* Input data
##############################
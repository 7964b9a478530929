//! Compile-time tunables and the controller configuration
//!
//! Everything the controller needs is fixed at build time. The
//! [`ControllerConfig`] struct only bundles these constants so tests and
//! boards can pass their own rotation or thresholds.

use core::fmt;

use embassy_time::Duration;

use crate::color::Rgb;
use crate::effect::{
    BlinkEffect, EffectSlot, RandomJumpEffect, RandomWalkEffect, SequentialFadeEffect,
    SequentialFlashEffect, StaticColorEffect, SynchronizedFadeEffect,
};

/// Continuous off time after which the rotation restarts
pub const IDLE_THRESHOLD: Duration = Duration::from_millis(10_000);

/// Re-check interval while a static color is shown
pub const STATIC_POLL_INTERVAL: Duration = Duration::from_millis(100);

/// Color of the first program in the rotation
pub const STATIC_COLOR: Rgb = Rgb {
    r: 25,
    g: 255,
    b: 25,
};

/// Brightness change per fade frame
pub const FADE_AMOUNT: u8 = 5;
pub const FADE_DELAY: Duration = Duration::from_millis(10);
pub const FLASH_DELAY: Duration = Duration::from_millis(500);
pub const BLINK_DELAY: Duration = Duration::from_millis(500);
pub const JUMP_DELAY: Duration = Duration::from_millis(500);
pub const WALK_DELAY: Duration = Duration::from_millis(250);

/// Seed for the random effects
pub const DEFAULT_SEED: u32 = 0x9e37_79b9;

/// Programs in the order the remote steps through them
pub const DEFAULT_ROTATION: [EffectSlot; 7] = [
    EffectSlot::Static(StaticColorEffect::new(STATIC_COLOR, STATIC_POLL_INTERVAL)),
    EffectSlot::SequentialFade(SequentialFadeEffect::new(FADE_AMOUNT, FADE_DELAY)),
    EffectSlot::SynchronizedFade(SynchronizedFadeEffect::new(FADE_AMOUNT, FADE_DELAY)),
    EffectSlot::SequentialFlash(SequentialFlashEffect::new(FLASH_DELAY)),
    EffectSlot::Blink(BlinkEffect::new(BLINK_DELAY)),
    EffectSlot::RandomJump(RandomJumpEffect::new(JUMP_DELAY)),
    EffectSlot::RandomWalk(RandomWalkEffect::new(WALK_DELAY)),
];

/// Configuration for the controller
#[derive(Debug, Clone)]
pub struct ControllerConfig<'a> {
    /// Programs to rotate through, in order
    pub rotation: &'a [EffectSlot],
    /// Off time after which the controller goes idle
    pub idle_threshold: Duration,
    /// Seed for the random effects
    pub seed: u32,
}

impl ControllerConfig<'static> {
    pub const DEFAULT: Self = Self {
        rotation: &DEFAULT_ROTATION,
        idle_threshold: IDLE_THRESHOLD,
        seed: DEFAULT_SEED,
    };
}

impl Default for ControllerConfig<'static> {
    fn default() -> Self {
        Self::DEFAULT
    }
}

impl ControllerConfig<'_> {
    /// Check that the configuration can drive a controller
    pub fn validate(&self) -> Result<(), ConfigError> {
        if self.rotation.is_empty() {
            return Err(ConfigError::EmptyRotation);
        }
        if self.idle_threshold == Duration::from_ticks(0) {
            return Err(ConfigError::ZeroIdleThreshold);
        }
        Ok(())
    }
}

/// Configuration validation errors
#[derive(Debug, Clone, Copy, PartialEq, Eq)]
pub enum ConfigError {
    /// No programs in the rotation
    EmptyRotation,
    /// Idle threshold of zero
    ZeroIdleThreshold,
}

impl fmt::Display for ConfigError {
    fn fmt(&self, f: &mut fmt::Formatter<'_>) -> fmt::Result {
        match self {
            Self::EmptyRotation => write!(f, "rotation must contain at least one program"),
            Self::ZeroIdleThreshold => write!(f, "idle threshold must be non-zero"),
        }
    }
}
##############################
* Your instructions
Give an exact copy of the lines above from the line with "use core::fmt;" up to and including the line with "pub const FLASH_DELAY: Duration", and leave everything else out.

* Problem solution
use core::fmt;

use embassy_time::Duration;

use crate::color::Rgb;
use crate::effect::{
    BlinkEffect, EffectSlot, RandomJumpEffect, RandomWalkEffect, SequentialFadeEffect,
    SequentialFlashEffect, StaticColorEffect, SynchronizedFadeEffect,
};

/// Continuous off time after which the rotation restarts
pub const IDLE_THRESHOLD: Duration = Duration::from_millis(10_000);

/// Re-check interval while a static color is shown
pub const STATIC_POLL_INTERVAL: Duration = Duration::from_millis(100);

/// Color of the first program in the rotation
pub const STATIC_COLOR: Rgb = Rgb {
    r: 25,
    g: 255,
    b: 25,
};

/// Brightness change per fade frame
pub const FADE_AMOUNT: u8 = 5;
pub const FADE_DELAY: Duration = Duration::from_millis(10);
pub const FLASH_DELAY: Duration = Duration::from_millis(500);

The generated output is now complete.